Bram Gosseye
Bram Gosseye

Reputation: 11

Apache2 - classification/authentication per location

I'm developing a client-server application with WebDAV functionality. Apache2 is used as webserver, a Windows Phone application as client. I'm working with classifications: TOPSECRET - SECRET - CONFIDENTIAL - PUBLIC.

TOPSECRET: SSL mutual authentication + password/username
SECRET: SSL mutual authentication
CONFIDENTIAL: password/username
PUBLIC: no authentication (but SSL is required)

So far, it's working with this configuration in Apache2: the user must choose at which level he wants to authenticate and he will be directed to the correct folder.

    #For webdav configuration

    Alias /public /home/bram/Desktop/webdav/public
    Alias /confidential /home/bram/Desktop/webdav/confidential
    Alias /secret /home/bram/Desktop/webdav/secret
    Alias /topsecret /home/bram/Desktop/webdav/topsecret

    <Location /public>
    #no authentication required
        DAV On
        Satisfy Any
        Allow from all
        SSLVerifyClient none
    </Location>

    <Location /confidential>
    #only username-password authentication
        DAV On
        Satisfy Any
        Allow from all
        SSLVerifyClient none
        AuthType Digest
        AuthName "DavCompany
        AuthUserFile /home/bram/Desktop/password/digest-password
        Require valid-user
    </Location>

    <Location /secret>
    #only strong/device authentication (mutual SSL)
        DAV On
        Satisfy Any
        Allow from all
        SSLVerifyClient require
        SSLVerifyDepth 3
    </Location>

    <Location /topsecret>
        #Device + username-password authentication
        DAV On
        Satisfy Any
        Allow from all
        AuthType Digest
        AuthName "DavTopsecret"
        AuthUserFile /home/bram/Desktop/password/digest-password
        Require valid-user
        SSLVerifyClient require
        SSLVerifyDepth 3
    </Location>

My problem: When authenticated in TOPSECRET, the user also has to see the folders SECRET, CONFIDENTIAL end PUBLIC. When authenticated in CONFIDENTIAL or SECRET, the user has to see the folder PUBLIC. I'm not familiar with Apache2.

Has anybody a suggestion to make this work?

Upvotes: 0

Views: 345

Answers (1)

benschumacher
benschumacher

Reputation: 162

This is a tough one.
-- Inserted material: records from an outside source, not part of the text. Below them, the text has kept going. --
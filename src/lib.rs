//! # Label Delivery
//!
//! **Crash-safe two-phase delivery acknowledgment over append-only message labels.**
//!
//! A sender records that a message was sent; later, a recipient records that
//! it was received. Neither fact is stored as a state field. Both are labels
//! appended to the message, and delivery state is derived from whatever labels
//! are present when a reader looks.
//!
//! ## Quick Start
//!
//! ```rust
//! use chrono::{TimeZone, Utc};
//! use label_delivery::{delivery_ack_label_sequence, parse_delivery_labels, DeliveryState};
//!
//! let at = Utc.with_ymd_and_hms(2026, 2, 17, 12, 0, 0).unwrap();
//! let mut labels = vec!["delivery:pending".to_string()];
//! labels.extend(delivery_ack_label_sequence("gastown/worker", &at));
//!
//! let status = parse_delivery_labels(&labels);
//! assert_eq!(status.state, DeliveryState::Acked);
//! assert_eq!(status.acked_by, "gastown/worker");
//! ```
//!
//! ## Architecture
//!
//! | Module | Purpose |
//! |--------|---------|
//! | [`protocol`] | Label vocabulary, timestamp encoding, producers, state deriver, ack state machine |
//! | [`store`] | Label store contract and in-memory reference store |
//! | [`delivery`] | Send / acknowledge / status operations driven against a store |

// Crate-level lint configuration: stylistic doc-comment lints only.
#![allow(clippy::empty_line_after_doc_comments, clippy::doc_lazy_continuation)]

// ── Public modules ──────────────────────────────────────────────────────────

/// Label vocabulary, producers, and the delivery state deriver.
pub mod protocol;

/// Label store contract (app implements) and `MemoryLabelStore`.
pub mod store;

/// Store-driving operations: `mark_sent`, `acknowledge`, `delivery_status`.
pub mod delivery;

// ── Re-exports for convenience ──────────────────────────────────────────────

pub use protocol::{
    delivery_ack_label_sequence, delivery_send_labels, parse_delivery_labels, AckPhase,
    AckProgress, AckSequenceError, AckStep, DeliveryLabel, DeliveryState, DeliveryStatus,
};

pub use store::{LabelStore, MemoryLabelStore, StoreError};

pub use delivery::{acknowledge, delivery_status, mark_sent, AckOptions, DeliveryError};

// ── Library metadata ────────────────────────────────────────────────────────

/// Crate version.
pub const VERSION: &str = env!("CARGO_PKG_VERSION");

/// Returns the crate version string.
pub fn version() -> &'static str {
    VERSION
}

// ── Tests ───────────────────────────────────────────────────────────────────

#[cfg(test)]
mod tests {
    use super::*;

    #[test]
    fn test_version() {
        assert!(!version().is_empty());
        assert!(version().contains('.'));
    }

    #[test]
    fn test_reexported_round_trip() {
        let store = MemoryLabelStore::new();
        mark_sent(&store, "msg-1").unwrap();
        let at = chrono::Utc::now();
        let status = acknowledge(&store, "msg-1", "crew/alice", &at, &AckOptions::default())
            .unwrap();
        assert_eq!(status.state, DeliveryState::Acked);
        assert_eq!(status.acked_by, "crew/alice");
    }
}
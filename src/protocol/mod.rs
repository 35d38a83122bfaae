pub mod label;
pub mod sequence;
pub mod state;
pub mod timestamp;

pub use label::{DeliveryLabel, ACKED_AT_PREFIX, ACKED_BY_PREFIX, LABEL_ACKED, LABEL_PENDING};
pub use sequence::{
    delivery_ack_label_sequence, delivery_send_labels, AckPhase, AckProgress, AckSequenceError,
    AckStep,
};
pub use state::{parse_delivery_labels, DeliveryState, DeliveryStatus};
pub use timestamp::{format_ack_timestamp, normalize_ack_time, parse_ack_timestamp};
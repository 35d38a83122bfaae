//! Send-phase and ack-phase label producers.
//!
//! The ack phase is three labels that MUST be appended one at a time, in
//! order:
//!
//! 1. `delivery-acked-by:<identity>`
//! 2. `delivery-acked-at:<RFC 3339 UTC>`
//! 3. `delivery:acked`
//!
//! A crash after step 1 or 2 leaves the message `pending`. Once step 3 is
//! visible, steps 1 and 2 are already durable.
//!
//! `AckProgress` tracks one acknowledger through the steps and rejects any
//! attempt to record them out of order.

use chrono::{DateTime, TimeZone, Utc};
use std::collections::HashSet;
use thiserror::Error;

use crate::protocol::label::DeliveryLabel;
use crate::protocol::timestamp::normalize_ack_time;

// ---------------------------------------------------------------------------
// Errors
// ---------------------------------------------------------------------------

#[derive(Error, Debug, Clone, PartialEq, Eq)]
pub enum AckSequenceError {
    #[error("Out-of-order ack step: expected {expected}, got {got}")]
    OutOfOrder { expected: String, got: String },

    #[error("Ack sequence already complete")]
    AlreadyComplete,
}

// ---------------------------------------------------------------------------
// Producers
// ---------------------------------------------------------------------------

/// Labels written during phase 1 (send).
pub fn delivery_send_labels() -> Vec<String> {
    vec![DeliveryLabel::Pending.to_string()]
}

/// Labels for phase 2 (ack), in the order they must be appended.
pub fn delivery_ack_label_sequence<Tz: TimeZone>(
    recipient_identity: &str,
    at: &DateTime<Tz>,
) -> Vec<String> {
    ack_steps(recipient_identity, at)
        .iter()
        .map(AckStep::label)
        .collect()
}

fn ack_steps<Tz: TimeZone>(recipient_identity: &str, at: &DateTime<Tz>) -> [AckStep; 3] {
    [
        AckStep::AckedBy(recipient_identity.to_string()),
        AckStep::AckedAt(normalize_ack_time(at)),
        AckStep::Acked,
    ]
}

// ---------------------------------------------------------------------------
// AckStep
// ---------------------------------------------------------------------------

/// One append of the ack sequence.
#[derive(Debug, Clone, PartialEq, Eq)]
pub enum AckStep {
    AckedBy(String),
    AckedAt(DateTime<Utc>),
    Acked,
}

impl AckStep {
    pub fn delivery_label(&self) -> DeliveryLabel {
        match self {
            AckStep::AckedBy(identity) => DeliveryLabel::AckedBy(identity.clone()),
            AckStep::AckedAt(at) => DeliveryLabel::AckedAt(*at),
            AckStep::Acked => DeliveryLabel::Acked,
        }
    }

    /// Wire text to append.
    pub fn label(&self) -> String {
        self.delivery_label().to_string()
    }
}

// ---------------------------------------------------------------------------
// AckProgress
// ---------------------------------------------------------------------------

/// How far one acknowledger has got through its ack sequence.
#[derive(Debug, Clone, Copy, PartialEq, Eq, PartialOrd, Ord)]
pub enum AckPhase {
    NotStarted,
    /// `delivery-acked-by:` written, timestamp not yet.
    AckedByWritten,
    /// Both metadata labels written; the message still reads as pending.
    MetadataWritten,
    Acked,
}

/// Ordered ack sequence for one acknowledger.
///
/// Callers append `next_step()` to the store and, only once that append has
/// succeeded, call `record_applied` with the same step. Skipping ahead is an
/// error.
#[derive(Debug, Clone)]
pub struct AckProgress {
    steps: [AckStep; 3],
    applied: usize,
}

impl AckProgress {
    pub fn new<Tz: TimeZone>(recipient_identity: &str, at: &DateTime<Tz>) -> Self {
        AckProgress {
            steps: ack_steps(recipient_identity, at),
            applied: 0,
        }
    }

    /// All steps in append order, applied or not.
    pub fn steps(&self) -> &[AckStep] {
        &self.steps
    }

    /// The only step that may be appended next, or `None` when complete.
    pub fn next_step(&self) -> Option<&AckStep> {
        self.steps.get(self.applied)
    }

    pub fn applied_count(&self) -> usize {
        self.applied
    }

    pub fn phase(&self) -> AckPhase {
        match self.applied {
            0 => AckPhase::NotStarted,
            1 => AckPhase::AckedByWritten,
            2 => AckPhase::MetadataWritten,
            _ => AckPhase::Acked,
        }
    }

    pub fn is_complete(&self) -> bool {
        self.applied == self.steps.len()
    }

    /// Record that `step` has been durably appended.
    pub fn record_applied(&mut self, step: &AckStep) -> Result<(), AckSequenceError> {
        let expected = self.next_step().ok_or(AckSequenceError::AlreadyComplete)?;
        if expected != step {
            log::warn!(
                "Rejected out-of-order ack step {} (expected {})",
                step.label(),
                expected.label()
            );
            return Err(AckSequenceError::OutOfOrder {
                expected: expected.label(),
                got: step.label(),
            });
        }
        self.applied += 1;
        Ok(())
    }

    /// Mark the current `next_step()` as appended. No-op once complete.
    pub(crate) fn advance(&mut self) {
        if !self.is_complete() {
            self.applied += 1;
        }
    }

    /// Advance past leading steps whose exact labels are already present in
    /// `labels`, stopping at the first missing one. Returns how many steps
    /// were skipped.
    ///
    /// Timestamps are part of the match, so a retry planned with a different
    /// time re-appends the `delivery-acked-at:` step.
    pub fn resume_from<I, S>(&mut self, labels: I) -> usize
    where
        I: IntoIterator<Item = S>,
        S: AsRef<str>,
    {
        let present: HashSet<String> = labels
            .into_iter()
            .map(|label| label.as_ref().to_string())
            .collect();

        let start = self.applied;
        while let Some(step) = self.next_step() {
            if !present.contains(&step.label()) {
                break;
            }
            self.applied += 1;
        }

        let skipped = self.applied - start;
        if skipped > 0 {
            log::debug!("Ack sequence resumed: {} step(s) already applied", skipped);
        }
        skipped
    }
}

// ---------------------------------------------------------------------------
// Tests
// ---------------------------------------------------------------------------
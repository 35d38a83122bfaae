//! Label store contract.
//!
//! The real store is owned by the application. The crate only needs two
//! operations from it:
//!
//! 1. **append** one label to one message, atomically, durable on return.
//!    Re-appending an identical label must be harmless.
//! 2. **read** a message's current label set, reflecting every append that
//!    has returned successfully.
//!
//! No multi-label transaction is assumed. `MemoryLabelStore` is a reference
//! implementation with set semantics per message.

use std::collections::HashMap;
use std::sync::Mutex;
use thiserror::Error;

// ---------------------------------------------------------------------------
// Errors
// ---------------------------------------------------------------------------

#[derive(Error, Debug, Clone, PartialEq, Eq)]
pub enum StoreError {
    #[error("Label store unavailable: {0}")]
    Unavailable(String),
    #[error("Label store backend error: {0}")]
    Backend(String),
}

pub type Result<T> = std::result::Result<T, StoreError>;

// ---------------------------------------------------------------------------
// Contract (app implements)
// ---------------------------------------------------------------------------

pub trait LabelStore {
    /// Append a single label. Must be atomic and durable once it returns `Ok`.
    fn append_label(&self, message_id: &str, label: &str) -> Result<()>;

    /// Current label set for a message. Unknown messages have no labels.
    fn get_labels(&self, message_id: &str) -> Result<Vec<String>>;
}

// ---------------------------------------------------------------------------
// MemoryLabelStore
// ---------------------------------------------------------------------------

#[derive(Debug, Default)]
pub struct MemoryLabelStore {
    labels: Mutex<HashMap<String, Vec<String>>>,
}

impl MemoryLabelStore {
    pub fn new() -> Self {
        Self::default()
    }

    /// Number of messages with at least one label.
    pub fn message_count(&self) -> Result<usize> {
        let labels = self.lock()?;
        Ok(labels.len())
    }

    fn lock(&self) -> Result<std::sync::MutexGuard<'_, HashMap<String, Vec<String>>>> {
        self.labels
            .lock()
            .map_err(|_| StoreError::Backend("label map lock poisoned".to_string()))
    }
}

impl LabelStore for MemoryLabelStore {
    fn append_label(&self, message_id: &str, label: &str) -> Result<()> {
        let mut labels = self.lock()?;
        let set = labels.entry(message_id.to_string()).or_default();
        if !set.iter().any(|existing| existing == label) {
            set.push(label.to_string());
        }
        Ok(())
    }

    fn get_labels(&self, message_id: &str) -> Result<Vec<String>> {
        let labels = self.lock()?;
        Ok(labels.get(message_id).cloned().unwrap_or_default())
    }
}

// ---------------------------------------------------------------------------
// Tests
// ---------------------------------------------------------------------------
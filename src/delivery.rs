//! Store-driving delivery operations.
//!
//! These wrap the pure producers and deriver around a `LabelStore`:
//! `mark_sent` writes the send label, `acknowledge` writes the ack sequence
//! one append at a time, and `delivery_status` reads and derives.

use chrono::{DateTime, TimeZone};
use thiserror::Error;

use crate::protocol::sequence::{delivery_send_labels, AckProgress};
use crate::protocol::state::{parse_delivery_labels, DeliveryStatus};
use crate::store::{LabelStore, StoreError};

// ---------------------------------------------------------------------------
// Errors
// ---------------------------------------------------------------------------

#[derive(Error, Debug)]
pub enum DeliveryError {
    #[error("Label store error: {0}")]
    Store(#[from] StoreError),

    /// An ack append failed. Steps before it are durable; the message still
    /// reads as pending.
    #[error("Ack interrupted appending {label} ({applied} of 3 steps applied): {source}")]
    AckInterrupted {
        label: String,
        applied: usize,
        #[source]
        source: StoreError,
    },
}

pub type Result<T> = std::result::Result<T, DeliveryError>;

// ---------------------------------------------------------------------------
// Options
// ---------------------------------------------------------------------------

#[derive(Debug, Clone)]
pub struct AckOptions {
    /// Read the label set first and skip ack steps that are already present.
    /// Also returns early without appending if the message is already acked.
    pub skip_applied_steps: bool,
}

impl Default for AckOptions {
    fn default() -> Self {
        Self {
            skip_applied_steps: true,
        }
    }
}

// ---------------------------------------------------------------------------
// Operations
// ---------------------------------------------------------------------------

/// Phase 1: mark a message as durably sent.
pub fn mark_sent<S: LabelStore + ?Sized>(store: &S, message_id: &str) -> Result<()> {
    for label in delivery_send_labels() {
        store.append_label(message_id, &label)?;
    }
    log::debug!("Message {} marked pending", message_id);
    Ok(())
}

/// Phase 2: record that `recipient_identity` acknowledged the message at `at`.
///
/// Each ack step is a separate append, issued only after the previous one
/// succeeded. On failure the error reports which step was interrupted and
/// the call can simply be retried.
pub fn acknowledge<S, Tz>(
    store: &S,
    message_id: &str,
    recipient_identity: &str,
    at: &DateTime<Tz>,
    options: &AckOptions,
) -> Result<DeliveryStatus>
where
    S: LabelStore + ?Sized,
    Tz: TimeZone,
{
    let mut progress = AckProgress::new(recipient_identity, at);

    if options.skip_applied_steps {
        let current = store.get_labels(message_id)?;
        let status = parse_delivery_labels(&current);
        if status.is_acked() {
            log::debug!(
                "Message {} already acked by {:?}; nothing to append",
                message_id,
                status.acked_by
            );
            return Ok(status);
        }
        progress.resume_from(&current);
    }

    while let Some(step) = progress.next_step().cloned() {
        let label = step.label();
        if let Err(source) = store.append_label(message_id, &label) {
            log::warn!(
                "Ack append failed for message {} at {}: {}",
                message_id,
                label,
                source
            );
            return Err(DeliveryError::AckInterrupted {
                label,
                applied: progress.applied_count(),
                source,
            });
        }
        progress.advance();
    }

    log::info!("Message {} acked by {:?}", message_id, recipient_identity);
    delivery_status(store, message_id)
}

/// Read a message's labels and derive its delivery state.
pub fn delivery_status<S: LabelStore + ?Sized>(
    store: &S,
    message_id: &str,
) -> Result<DeliveryStatus> {
    let labels = store.get_labels(message_id)?;
    Ok(parse_delivery_labels(&labels))
}

// ---------------------------------------------------------------------------
// Tests
// ---------------------------------------------------------------------------
/// Delivery label vocabulary.
///
/// Labels are opaque strings in the store. This module owns their exact wire
/// text; the rest of the crate classifies and builds labels through
/// `DeliveryLabel` instead of matching raw strings.

use chrono::{DateTime, Utc};
use std::fmt;

use crate::protocol::timestamp::{format_ack_timestamp, parse_ack_timestamp};

// ---------------------------------------------------------------------------
// Wire constants
// ---------------------------------------------------------------------------

/// Marker: message durably sent, not yet acknowledged.
pub const LABEL_PENDING: &str = "delivery:pending";

/// Marker: receipt acknowledged.
pub const LABEL_ACKED: &str = "delivery:acked";

/// Keyed prefix carrying the acknowledging identity.
pub const ACKED_BY_PREFIX: &str = "delivery-acked-by:";

/// Keyed prefix carrying the RFC 3339 UTC ack time.
pub const ACKED_AT_PREFIX: &str = "delivery-acked-at:";

// ---------------------------------------------------------------------------
// DeliveryLabel
// ---------------------------------------------------------------------------

/// A single label classified against the delivery vocabulary.
///
/// `parse` followed by `to_string` reproduces the input text for every label
/// except non-canonical `delivery-acked-at:` values, which re-render in the
/// canonical UTC form.
#[derive(Debug, Clone, PartialEq, Eq)]
pub enum DeliveryLabel {
    Pending,
    Acked,
    AckedBy(String),
    AckedAt(DateTime<Utc>),
    /// Anything else, including `delivery-acked-at:` with an unparseable value.
    Unrecognized(String),
}

impl DeliveryLabel {
    pub fn parse(label: &str) -> Self {
        match label {
            LABEL_PENDING => DeliveryLabel::Pending,
            LABEL_ACKED => DeliveryLabel::Acked,
            _ => {
                if let Some(identity) = label.strip_prefix(ACKED_BY_PREFIX) {
                    DeliveryLabel::AckedBy(identity.to_string())
                } else if let Some(value) = label.strip_prefix(ACKED_AT_PREFIX) {
                    match parse_ack_timestamp(value) {
                        Some(at) => DeliveryLabel::AckedAt(at),
                        None => {
                            log::debug!("Ignoring malformed ack timestamp label: {:?}", label);
                            DeliveryLabel::Unrecognized(label.to_string())
                        }
                    }
                } else {
                    DeliveryLabel::Unrecognized(label.to_string())
                }
            }
        }
    }

    /// True for the two boolean marker labels.
    pub fn is_marker(&self) -> bool {
        matches!(self, DeliveryLabel::Pending | DeliveryLabel::Acked)
    }

    pub fn is_recognized(&self) -> bool {
        !matches!(self, DeliveryLabel::Unrecognized(_))
    }
}

impl fmt::Display for DeliveryLabel {
    fn fmt(&self, f: &mut fmt::Formatter<'_>) -> fmt::Result {
        match self {
            DeliveryLabel::Pending => f.write_str(LABEL_PENDING),
            DeliveryLabel::Acked => f.write_str(LABEL_ACKED),
            DeliveryLabel::AckedBy(identity) => write!(f, "{}{}", ACKED_BY_PREFIX, identity),
            DeliveryLabel::AckedAt(at) => {
                write!(f, "{}{}", ACKED_AT_PREFIX, format_ack_timestamp(at))
            }
            DeliveryLabel::Unrecognized(raw) => f.write_str(raw),
        }
    }
}

impl From<&str> for DeliveryLabel {
    fn from(label: &str) -> Self {
        DeliveryLabel::parse(label)
    }
}

// ---------------------------------------------------------------------------
// Tests
// ---------------------------------------------------------------------------

#[cfg(test)]
mod tests {
    use super::*;
    use chrono::TimeZone;

    #[test]
    fn test_parse_markers() {
        assert_eq!(DeliveryLabel::parse("delivery:pending"), DeliveryLabel::Pending);
        assert_eq!(DeliveryLabel::parse("delivery:acked"), DeliveryLabel::Acked);
        assert!(DeliveryLabel::Pending.is_marker());
        assert!(!DeliveryLabel::AckedBy("x".into()).is_marker());
    }

    #[test]
    fn test_parse_keyed() {
        assert_eq!(
            DeliveryLabel::parse("delivery-acked-by:gastown/worker"),
            DeliveryLabel::AckedBy("gastown/worker".to_string())
        );
        assert_eq!(
            DeliveryLabel::parse("delivery-acked-at:2026-02-17T12:00:00Z"),
            DeliveryLabel::AckedAt(Utc.with_ymd_and_hms(2026, 2, 17, 12, 0, 0).unwrap())
        );
    }

    #[test]
    fn test_empty_identity_round_trips() {
        let label = DeliveryLabel::parse("delivery-acked-by:");
        assert_eq!(label, DeliveryLabel::AckedBy(String::new()));
        assert_eq!(label.to_string(), "delivery-acked-by:");
    }

    #[test]
    fn test_identity_may_contain_colons() {
        let label = DeliveryLabel::parse("delivery-acked-by:rig:crew/alice");
        assert_eq!(label, DeliveryLabel::AckedBy("rig:crew/alice".to_string()));
    }

    #[test]
    fn test_malformed_timestamp_is_unrecognized() {
        let label = DeliveryLabel::parse("delivery-acked-at:not-a-date");
        assert!(!label.is_recognized());
        assert_eq!(label.to_string(), "delivery-acked-at:not-a-date");
    }

    #[test]
    fn test_space_separated_timestamp_is_unrecognized() {
        let raw = "delivery-acked-at:2026-02-17 12:00:00Z";
        assert_eq!(DeliveryLabel::parse(raw), DeliveryLabel::Unrecognized(raw.to_string()));
    }

    #[test]
    fn test_near_misses_are_unrecognized() {
        for raw in [
            "delivery:Pending",
            "delivery:pending ",
            "delivery:ack",
            "delivery-acked-by",
            "priority:high",
            "",
        ] {
            assert_eq!(DeliveryLabel::parse(raw), DeliveryLabel::Unrecognized(raw.to_string()));
        }
    }

    #[test]
    fn test_display_matches_wire_text() {
        let at = Utc.with_ymd_and_hms(2026, 2, 17, 12, 0, 0).unwrap();
        assert_eq!(DeliveryLabel::Pending.to_string(), LABEL_PENDING);
        assert_eq!(DeliveryLabel::Acked.to_string(), LABEL_ACKED);
        assert_eq!(
            DeliveryLabel::AckedAt(at).to_string(),
            "delivery-acked-at:2026-02-17T12:00:00Z"
        );
    }
}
I'd have to experiment to find the answer, but I think you want to try to avoid mixing authorization mechanisms in Apache (you're using SSL's builtins, along with Apache's core mechanisms). You may, also, need this to be more hierarchical.

This perhaps isn't the complete answer, but it should be a starting point. Try setting your "base" permissions in the <VirtualHost> you're working with and vary the Locations within scope:

<VirtualHost *:443>
    # other VirtualHost configurations
    # ....

    SSLVerifyClient optional
    SSLVerifyDepth 3
    Require ssl
    Satisfy all

    <Location /confidential>
        AuthType digest
        AuthName "DavCompany"
        AuthUserFile /home/bram/Desktop/password/digest-password
        Require valid-user      
    </Location>

    <Location /secret>
        Require ssl-verify-client
    </Location>

    <Location /topsecret>
        AuthType Digest
        AuthName "DavTopsecret"
        AuthUserFile /home/bram/Desktop/password/digest-password
        Require ssl-verify-client
        Require valid-user
    </Location>

</VirtualHost>

I'm sure the above isn't perfect, but I think it is along the right lines for what you're trying to accomplish. I haven't run this through Apache, so it is possible there are mistakes above, but I believe it is roughly accurate.

The idea of what I've done above is to try to keep the overall authorization plan within the same scope. From there, the "tighter" scopes are applied for their specific locations. I do think there is a problem in that the user files are separate, and the AuthName are different for confidential and topsecret. I think, as it is, users with topsecret MAY NOT have access to confidential with their credentials if the AuthUserFile isn't the same.